Language of document : ECLI:EU:C:2024:588

Edição provisória

DESPACHO DO TRIBUNAL DE JUSTIÇA (Sexta Secção)

4 de julho de 2024 (*)

«Recurso de decisão do Tribunal Geral — Artigo 181.° do Regulamento de Processo do Tribunal de Justiça — Direito institucional — Artigo 265.° TFUE — Ação por omissão — Plena aplicação das disposições do acervo de Schengen na Roménia — Obrigação de adotar uma decisão em conformidade com o artigo 4.° do Protocolo relativo às condições e regras de admissão da República da Bulgária e da Roménia à União — Recurso em parte manifestamente inadmissível e em parte manifestamente improcedente»

No processo C‑786/23 P,

que tem por objeto um recurso de um despacho do Tribunal Geral nos termos do artigo 56.° do Estatuto do Tribunal de Justiça da União Europeia, interposto em 18 de dezembro de 2023,

Eugen Tomac, residente em Bruxelas (Bélgica), representado por R. Duta, avocat,

recorrente,

sendo a outra parte no processo:

Conselho da União Europeia,

demandado em primeira instância,

O TRIBUNAL DE JUSTIÇA (Sexta Secção),

composto por: T. von Danwitz, presidente de secção, P. G. Xuereb (relator) e A. Kumin, juízes,

advogado‑geral: A. M. Collins,

secretário: A. Calot Escobar,

vista a decisão tomada, ouvido o advogado‑geral, de decidir por despacho fundamentado, nos termos do artigo 181.° do Regulamento de Processo do Tribunal de Justiça,

profere o presente

Despacho

1        Com o seu recurso, Eugen Tomac pede a anulação do Despacho do Tribunal Geral da União Europeia de 26 de outubro de 2023, Tomac/Conselho (T‑244/23, a seguir «despacho recorrido», EU:T:2023:685), pelo qual este negou provimento ao seu recurso interposto com base no artigo 265.° TFUE e que visava, por um lado, fazer declarar que o Conselho da União Europeia se absteve ilegalmente de realizar diligências para decidir da aplicação integral das disposições do acervo de Schengen na Roménia e, por outro, reconhecer‑lhe a qualidade de «autor privilegiado» e, por conseguinte, todos os direitos processuais inerentes a esta qualidade.

 Quadro jurídico

2        Nos termos do artigo 4.° do Ato relativo às condições de adesão da República da Bulgária e da Roménia e às adaptações dos tratados em que se funda a União Europeia (JO 2005, L 157, p. 203, a seguir «Ato de Adesão»), anexo ao Tratado entre os Estados‑Membros da União Europeia e a República da Bulgária e a Roménia relativo à adesão da República da Bulgária e da Roménia à União Europeia (JO 2005, L 157, p. 11), ao abrigo do artigo 2.°, n.° 2, deste tratado, que foi assinado em 25 de abril de 2005 e entrou em vigor em 1 de janeiro de 2007:

«1.      As disposições do acervo de Schengen integrado no âmbito da União Europeia [...] e os atos nele baseados ou de algum modo com ele relacionados, enumerados no Anexo II, bem como quaisquer outros atos adotados antes da data da adesão, vinculam a Bulgária e a Roménia e são aplicáveis nesses Estados a partir da data da adesão.
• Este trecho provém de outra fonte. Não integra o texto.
// Path-dependent state: frame-to-frame scroll delta and the shared wheel rotation.

use serde::Serialize;

use crate::types::ScrollProgress;

/// Previous-frame progress for one consumer. Must be sampled every frame,
/// gated or not, so the first gated frame does not see a stale jump.
#[derive(Debug, Clone, Copy, Default)]
pub struct DeltaTracker {
    previous: Option<f32>,
}

impl DeltaTracker {
    pub fn new() -> Self {
        Self::default()
    }

    /// Delta since the last sample. The first sample after construction or reset is zero.
    pub fn sample(&mut self, progress: ScrollProgress) -> f32 {
        let current = progress.value();
        let delta = self.previous.map_or(0.0, |prev| current - prev);
        self.previous = Some(current);
        delta
    }

    pub fn reset(&mut self) {
        self.previous = None;
    }
}

/// Rotation accumulated from scroll deltas.
///
/// One instance lives in the scene root. The wheel advances it through `&mut`;
/// the orbit carousel reads it through `&` in the same frame, so both always agree.
#[derive(Debug, Clone, Copy, Default, PartialEq, Serialize)]
pub struct RotationAccumulator {
    value: f32,
}

impl RotationAccumulator {
    pub fn new() -> Self {
        Self::default()
    }

    pub fn value(&self) -> f32 {
        self.value
    }

    /// `value += delta * gain` while the gate is open; no-op otherwise.
    pub fn advance(&mut self, delta: f32, gain: f32, gate_active: bool) -> f32 {
        if gate_active {
            self.value += delta * gain;
        }
        self.value
    }

    /// Additive rotation independent of scroll (idle spin).
    pub fn spin(&mut self, amount: f32) {
        self.value += amount;
    }

    pub fn reset(&mut self) {
        self.value = 0.0;
    }
}

#[cfg(test)]
mod tests {
    use super::*;

    #[test]
    fn advance_applies_gain_while_gated() {
        let mut rotation = RotationAccumulator::new();
        let mut tracker = DeltaTracker::new();
        tracker.sample(ScrollProgress::new(0.80));
        let delta = tracker.sample(ScrollProgress::new(0.82));
        rotation.advance(delta, 15.0, true);
        assert!((rotation.value() - 0.3).abs() < 1e-5);
    }

    #[test]
    fn closed_gate_holds_value() {
        let mut rotation = RotationAccumulator::new();
        rotation.advance(0.5, 15.0, false);
        assert_eq!(rotation.value(), 0.0);
    }

    #[test]
    fn tracker_updates_while_gate_closed() {
        let mut rotation = RotationAccumulator::new();
        let mut tracker = DeltaTracker::new();
        // Scroll a long way with the gate closed.
        for p in [0.1, 0.4, 0.7, 0.80] {
            let delta = tracker.sample(ScrollProgress::new(p));
            rotation.advance(delta, 15.0, p > 0.8);
        }
        // First gated frame only sees its own small delta.
        let delta = tracker.sample(ScrollProgress::new(0.81));
        rotation.advance(delta, 15.0, true);
        assert!((rotation.value() - 0.15).abs() < 1e-4);
    }

    #[test]
    fn first_sample_is_zero() {
        let mut tracker = DeltaTracker::new();
        assert_eq!(tracker.sample(ScrollProgress::new(0.9)), 0.0);
        tracker.reset();
        assert_eq!(tracker.sample(ScrollProgress::new(0.2)), 0.0);
    }

    #[test]
    fn scrolling_back_unwinds() {
        let mut rotation = RotationAccumulator::new();
        let mut tracker = DeltaTracker::new();
        for p in [0.85, 0.95, 0.85] {
            let delta = tracker.sample(ScrollProgress::new(p));
            rotation.advance(delta, 15.0, true);
        }
        assert!(rotation.value().abs() < 1e-5);
    }
}
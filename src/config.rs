// Engine configuration passed from JS. Every section defaults to the page's own tuning,
// so `{}` is a complete config.

use serde::{Deserialize, Serialize};

use crate::camera_rig::CameraRigSettings;
use crate::carousel::CarouselSettings;
use crate::chapters::ChapterMap;
use crate::clouds::CloudSettings;
use crate::content::{default_projects, Project};
use crate::curtains::CurtainSettings;
use crate::error::EngineError;
use crate::monastery::MonasterySettings;
use crate::mountain::MountainSettings;
use crate::wheel::WheelSettings;

#[derive(Debug, Clone, Serialize, Deserialize)]
#[serde(default)]
pub struct EngineConfig {
    pub chapters: ChapterMap,
    pub curtains: CurtainSettings,
    pub camera: CameraRigSettings,
    pub mountain: MountainSettings,
    pub clouds: CloudSettings,
    pub monastery: MonasterySettings,
    pub wheel: WheelSettings,
    pub carousel: CarouselSettings,
    pub projects: Vec<Project>,
    /// Visible world-space width at the carousel, used for card sizing.
    pub viewport_width: f32,
}

impl Default for EngineConfig {
    fn default() -> Self {
        EngineConfig {
            chapters: ChapterMap::default(),
            curtains: CurtainSettings::default(),
            camera: CameraRigSettings::default(),
            mountain: MountainSettings::default(),
            clouds: CloudSettings::default(),
            monastery: MonasterySettings::default(),
            wheel: WheelSettings::default(),
            carousel: CarouselSettings::default(),
            projects: default_projects(),
            viewport_width: 8.0,
        }
    }
}

impl EngineConfig {
    pub fn from_json(json: &str) -> Result<Self, EngineError> {
        let config: EngineConfig = serde_json::from_str(json)?;
        config.validate()?;
        Ok(config)
    }

    /// Reject anything that would misbehave inside the frame loop.
    pub fn validate(&self) -> Result<(), EngineError> {
        self.chapters.validate()?;
        self.curtains.validate()?;
        self.camera.validate()?;
        self.mountain.validate()?;
        self.clouds.validate()?;
        self.monastery.validate()?;
        self.wheel.validate()?;
        self.carousel.validate()?;
        if !(self.viewport_width.is_finite() && self.viewport_width > 0.0) {
            return Err(EngineError::InvalidConfig(format!(
                "viewport_width must be positive, got {}",
                self.viewport_width
            )));
        }
        Ok(())
    }
}
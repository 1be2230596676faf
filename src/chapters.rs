// Named chapters of the page and where each begins on the scroll axis.

use serde::{Deserialize, Serialize};

use crate::error::EngineError;

#[derive(Debug, Clone, Copy, PartialEq, Eq, Serialize, Deserialize)]
#[serde(rename_all = "snake_case")]
pub enum Chapter {
    Hero,
    About,
    Projects,
    CloudTransition,
    Descent,
    Monastery,
    Carousel,
}

#[derive(Debug, Clone, Copy, PartialEq, Serialize, Deserialize)]
pub struct ChapterStart {
    pub chapter: Chapter,
    pub start: f32,
}

/// Ordered chapter start thresholds.
#[derive(Debug, Clone, PartialEq, Serialize, Deserialize)]
#[serde(transparent)]
pub struct ChapterMap {
    starts: Vec<ChapterStart>,
}

impl ChapterMap {
    pub fn new(starts: Vec<ChapterStart>) -> Result<Self, EngineError> {
        let map = ChapterMap { starts };
        map.validate()?;
        Ok(map)
    }

    pub fn validate(&self) -> Result<(), EngineError> {
        let first = self
            .starts
            .first()
            .ok_or_else(|| EngineError::InvalidChapters("no chapters".to_string()))?;
        if first.start != 0.0 {
            return Err(EngineError::InvalidChapters(format!(
                "first chapter {:?} must start at 0, not {}",
                first.chapter, first.start
            )));
        }
        for pair in self.starts.windows(2) {
            if !(pair[1].start > pair[0].start && pair[1].start <= 1.0) {
                return Err(EngineError::InvalidChapters(format!(
                    "{:?} at {} does not follow {:?} at {}",
                    pair[1].chapter, pair[1].start, pair[0].chapter, pair[0].start
                )));
            }
        }
        Ok(())
    }

    /// Last chapter whose start is at or before `progress`.
    pub fn chapter_at(&self, progress: f32) -> Chapter {
        let idx = self.starts.partition_point(|c| c.start <= progress);
        self.starts[idx.saturating_sub(1)].chapter
    }

    pub fn starts(&self) -> &[ChapterStart] {
        &self.starts
    }
}

impl Default for ChapterMap {
    fn default() -> Self {
        let starts = [
            (Chapter::Hero, 0.0),
            (Chapter::About, 0.15),
            (Chapter::Projects, 0.28),
            (Chapter::CloudTransition, 0.40),
            (Chapter::Descent, 0.60),
            (Chapter::Monastery, 0.75),
            (Chapter::Carousel, 0.82),
        ];
        ChapterMap {
            starts: starts
                .iter()
                .map(|&(chapter, start)| ChapterStart { chapter, start })
                .collect(),
        }
    }
}
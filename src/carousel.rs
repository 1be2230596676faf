// Project carousels around the prayer wheel.
//
// The orbit carousel places cards on a ring whose angle is the wheel's accumulated
// rotation, so wheel and ring turn together. The card strip slides a row of cards
// sideways across the final section of the page.

use std::f32::consts::TAU;

use glam::Vec3;
use serde::{Deserialize, Serialize};

use crate::accumulator::RotationAccumulator;
use crate::error::EngineError;
use crate::gate::VisibilityGate;
use crate::resolve::{damp, lerp};
use crate::segment::SegmentRange;
use crate::types::FrameContext;

#[derive(Debug, Clone, Serialize, Deserialize)]
#[serde(default)]
pub struct OrbitSettings {
    pub gate: VisibilityGate,
    pub center: Vec3,
    pub radius: f32,
    /// Cards less frontal than this do not take pointer input.
    pub interactive_threshold: f32,
    pub back_opacity: f32,
    pub back_scale: f32,
}

impl Default for OrbitSettings {
    fn default() -> Self {
        OrbitSettings {
            gate: VisibilityGate::after(0.85),
            center: Vec3::new(0.0, -6.0, 0.0),
            radius: 6.0,
            interactive_threshold: 0.3,
            back_opacity: 0.4,
            back_scale: 0.7,
        }
    }
}

#[derive(Debug, Clone, Serialize, Deserialize)]
#[serde(default)]
pub struct StripSettings {
    pub gate: VisibilityGate,
    pub travel: SegmentRange,
    pub card_gap: f32,
    /// Card width as a fraction of the viewport width, capped at `max_card_width`.
    pub width_fraction: f32,
    pub max_card_width: f32,
    /// Height / width.
    pub aspect: f32,
    pub card_z: f32,
    pub follow: f32,
}

impl Default for StripSettings {
    fn default() -> Self {
        StripSettings {
            gate: VisibilityGate::after(0.82),
            travel: SegmentRange::new(0.82, 1.0),
            card_gap: 0.3,
            width_fraction: 0.3,
            max_card_width: 2.5,
            aspect: 1.3,
            card_z: 2.0,
            follow: 0.1,
        }
    }
}

#[derive(Debug, Clone, Default, Serialize, Deserialize)]
#[serde(default)]
pub struct CarouselSettings {
    pub orbit: OrbitSettings,
    pub strip: StripSettings,
}

impl CarouselSettings {
    pub fn validate(&self) -> Result<(), EngineError> {
        self.orbit.gate.validate("carousel.orbit.gate")?;
        self.strip.gate.validate("carousel.strip.gate")?;
        self.strip.travel.validate("carousel.strip.travel")?;
        positive("carousel.orbit.radius", self.orbit.radius)?;
        positive("carousel.strip.width_fraction", self.strip.width_fraction)?;
        positive("carousel.strip.max_card_width", self.strip.max_card_width)?;
        positive("carousel.strip.aspect", self.strip.aspect)?;
        let gap = self.strip.card_gap;
        if !(gap.is_finite() && gap >= 0.0) {
            return Err(EngineError::InvalidConfig(format!(
                "carousel.strip.card_gap must be non-negative, got {}",
                gap
            )));
        }
        Ok(())
    }
}

fn positive(name: &str, value: f32) -> Result<(), EngineError> {
    if value.is_finite() && value > 0.0 {
        Ok(())
    } else {
        Err(EngineError::InvalidConfig(format!(
            "{} must be positive, got {}",
            name, value
        )))
    }
}

#[derive(Debug, Clone, Copy, PartialEq, Serialize)]
pub struct OrbitCardState {
    pub index: usize,
    pub position: Vec3,
    /// 1 facing the camera, 0 directly behind the wheel.
    pub frontness: f32,
    pub opacity: f32,
    pub scale: f32,
    pub interactive: bool,
    pub visible: bool,
}

/// Cards on a ring driven by the shared wheel rotation.
pub struct OrbitCarousel {
    settings: OrbitSettings,
    count: usize,
}

impl OrbitCarousel {
    pub fn new(settings: OrbitSettings, count: usize) -> Self {
        OrbitCarousel { settings, count }
    }

    pub fn update(
        &self,
        ctx: &FrameContext,
        rotation: &RotationAccumulator,
    ) -> Vec<OrbitCardState> {
        let s = &self.settings;
        let visible = s.gate.is_visible(ctx.p());

        (0..self.count)
            .map(|index| {
                let angle = index as f32 / self.count as f32 * TAU + rotation.value();
                let (sin, cos) = angle.sin_cos();
                let frontness = (cos + 1.0) / 2.0;
                OrbitCardState {
                    index,
                    position: s.center + Vec3::new(cos * s.radius, 0.0, sin * s.radius),
                    frontness,
                    opacity: lerp(s.back_opacity, 1.0, frontness),
                    scale: lerp(s.back_scale, 1.0, frontness),
                    interactive: visible && frontness > s.interactive_threshold,
                    visible,
                }
            })
            .collect()
    }
}

/// Card geometry derived from the viewport width.
#[derive(Debug, Clone, Copy, PartialEq, Serialize)]
pub struct StripLayout {
    pub card_width: f32,
    pub card_height: f32,
    pub card_spacing: f32,
}

impl StripLayout {
    pub fn for_viewport(settings: &StripSettings, viewport_width: f32) -> Self {
        let card_width = (viewport_width * settings.width_fraction).min(settings.max_card_width);
        StripLayout {
            card_width,
            card_height: card_width * settings.aspect,
            card_spacing: card_width + settings.card_gap,
        }
    }
}

#[derive(Debug, Clone, PartialEq, Serialize)]
pub struct StripState {
    pub active: bool,
    pub offset_x: f32,
    pub layout: StripLayout,
    /// Card centres in strip-local space.
    pub cards: Vec<Vec3>,
}

/// A row of cards that slides left as the page scrolls down.
pub struct CardStrip {
    settings: StripSettings,
    layout: StripLayout,
    count: usize,
    offset_x: f32,
}

impl CardStrip {
    pub fn new(settings: StripSettings, count: usize, viewport_width: f32) -> Self {
        let layout = StripLayout::for_viewport(&settings, viewport_width);
        CardStrip {
            settings,
            layout,
            count,
            offset_x: 0.0,
        }
    }

    pub fn resize(&mut self, viewport_width: f32) {
        self.layout = StripLayout::for_viewport(&self.settings, viewport_width);
    }

    /// Offset the strip is heading for at `progress`.
    pub fn target_offset(&self, progress: f32) -> f32 {
        let local = self.settings.travel.raw_progress(progress);
        let total_width = self.layout.card_spacing * self.count.saturating_sub(1) as f32;
        -local * total_width
    }

    pub fn update(&mut self, ctx: &FrameContext) -> StripState {
        let active = self.settings.gate.is_visible(ctx.p());
        if active {
            let target = self.target_offset(ctx.p());
            self.offset_x = damp(self.offset_x, target, self.settings.follow, ctx.delta_time);
        } else {
            self.offset_x = 0.0;
        }

        let cards = (0..self.count)
            .map(|i| Vec3::new(i as f32 * self.layout.card_spacing, 0.0, self.settings.card_z))
            .collect();

        StripState {
            active,
            offset_x: self.offset_x,
            layout: self.layout,
            cards,
        }
    }

    pub fn reset(&mut self) {
        self.offset_x = 0.0;
    }
}

#[cfg(test)]
mod tests {
    use super::*;
    use crate::types::FrameInput;

    fn ctx(p: f32) -> FrameContext {
        FrameContext::from_input(FrameInput::new(p, 1.0 / 60.0, 0.0))
    }

    #[test]
    fn orbit_front_card_is_brightest() {
        let orbit = OrbitCarousel::new(OrbitSettings::default(), 4);
        let cards = orbit.update(&ctx(0.9), &RotationAccumulator::new());
        assert_eq!(cards.len(), 4);

        let front = &cards[0];
        assert!((front.frontness - 1.0).abs() < 1e-6);
        assert!((front.opacity - 1.0).abs() < 1e-6);
        assert!((front.position.x - 6.0).abs() < 1e-5);
        assert!(front.interactive);

        let back = &cards[2];
        assert!(back.frontness < 1e-6);
        assert!((back.opacity - 0.4).abs() < 1e-5);
        assert!((back.scale - 0.7).abs() < 1e-5);
        assert!(!back.interactive);
    }

    #[test]
    fn orbit_follows_shared_rotation() {
        let orbit = OrbitCarousel::new(OrbitSettings::default(), 4);
        let mut rotation = RotationAccumulator::new();
        rotation.advance(std::f32::consts::PI / 15.0, 15.0, true);
        let cards = orbit.update(&ctx(0.9), &rotation);
        // Half a turn: card 2 is now in front.
        assert!((cards[2].frontness - 1.0).abs() < 1e-5);
        assert!(cards[0].frontness < 1e-5);
    }

    #[test]
    fn orbit_hidden_before_gate() {
        let orbit = OrbitCarousel::new(OrbitSettings::default(), 4);
        let cards = orbit.update(&ctx(0.84), &RotationAccumulator::new());
        assert!(cards.iter().all(|c| !c.visible && !c.interactive));
    }

    #[test]
    fn strip_layout_caps_card_width() {
        let s = StripSettings::default();
        let narrow = StripLayout::for_viewport(&s, 5.0);
        assert!((narrow.card_width - 1.5).abs() < 1e-6);
        assert!((narrow.card_spacing - 1.8).abs() < 1e-6);
        let wide = StripLayout::for_viewport(&s, 20.0);
        assert_eq!(wide.card_width, 2.5);
        assert!((wide.card_height - 3.25).abs() < 1e-6);
    }

    #[test]
    fn strip_target_spans_all_cards() {
        let strip = CardStrip::new(StripSettings::default(), 4, 20.0);
        assert_eq!(strip.target_offset(0.82), 0.0);
        assert!((strip.target_offset(1.0) + 2.8 * 3.0).abs() < 1e-4);
    }

    #[test]
    fn strip_eases_toward_target_and_resets() {
        let mut strip = CardStrip::new(StripSettings::default(), 4, 20.0);
        let first = strip.update(&ctx(1.0));
        assert!(first.active);
        assert!(first.offset_x < 0.0 && first.offset_x > strip.target_offset(1.0));

        for _ in 0..300 {
            strip.update(&ctx(1.0));
        }
        let settled = strip.update(&ctx(1.0));
        assert!((settled.offset_x - strip.target_offset(1.0)).abs() < 1e-3);

        let closed = strip.update(&ctx(0.5));
        assert!(!closed.active);
        assert_eq!(closed.offset_x, 0.0);
    }

    #[test]
    fn resize_changes_spacing() {
        let mut strip = CardStrip::new(StripSettings::default(), 4, 20.0);
        strip.resize(5.0);
        let state = strip.update(&ctx(0.9));
        assert!((state.cards[1].x - 1.8).abs() < 1e-5);
        assert_eq!(state.cards[0].z, 2.0);
    }

    #[test]
    fn rejects_degenerate_card_geometry() {
        assert!(CarouselSettings::default().validate().is_ok());

        let mut settings = CarouselSettings::default();
        settings.strip.width_fraction = -0.3;
        let err = settings.validate().unwrap_err();
        assert!(err.to_string().contains("width_fraction"));

        let mut settings = CarouselSettings::default();
        settings.strip.aspect = 0.0;
        assert!(settings.validate().is_err());

        let mut settings = CarouselSettings::default();
        settings.strip.card_gap = -1.0;
        assert!(settings.validate().is_err());

        let mut settings = CarouselSettings::default();
        settings.strip.card_gap = 0.0;
        settings.orbit.radius = f32::NAN;
        assert!(settings.validate().is_err());
    }
}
2.      As disposições do acervo de Schengen integrado no âmbito da União Europeia e os atos nele baseados ou de algum modo com ele relacionados não referidos no n.° 1, embora vinculem a Bulgária e a Roménia a partir da data da adesão, só são aplicáveis em cada um desses Estados por força de uma decisão do Conselho para o efeito, após verificação, segundo os procedimentos de avaliação de Schengen aplicáveis, do cumprimento nesse Estado das condições necessárias à aplicação de todas as partes do acervo em causa.

O Conselho toma a sua decisão, após consulta ao Parlamento Europeu, deliberando por unanimidade dos membros que representam os Governos dos Estados‐Membros relativamente aos quais as disposições referidas no presente número já tenham entrado em vigor e do representante do Governo do Estado‑Membro relativamente ao qual essas disposições devam entrar em vigor. [...]»

 Antecedentes do litígio

3        Os antecedentes do litígio foram expostos pelo Tribunal Geral nos n.os 2 a 23 do despacho recorrido e, para efeitos do presente processo, podem ser resumidos do seguinte modo.

4        O recorrente é um deputado europeu de nacionalidade romena.

5        Na sequência da sua adesão à União, em 1 de janeiro de 2007, a Roménia levou a cabo, entre 2009 e 2011, uma série de diligências no âmbito dos procedimentos de avaliação de Schengen, com o objetivo de cumprir os critérios necessários para a aplicação integral das disposições do acervo de Schengen.

6        O presidente do Conselho elaborou dois projetos de decisão do Conselho sobre a aplicação integral das disposições do acervo de Schengen na Roménia, que foram seguidas pela adoção de várias resoluções do Parlamento exprimindo o seu apoio à adesão da Roménia ao Espaço Schengen e convidando o Conselho a tomar as medidas necessárias para o efeito. Não obstante, esses dois projetos não foram objeto de votação no Conselho.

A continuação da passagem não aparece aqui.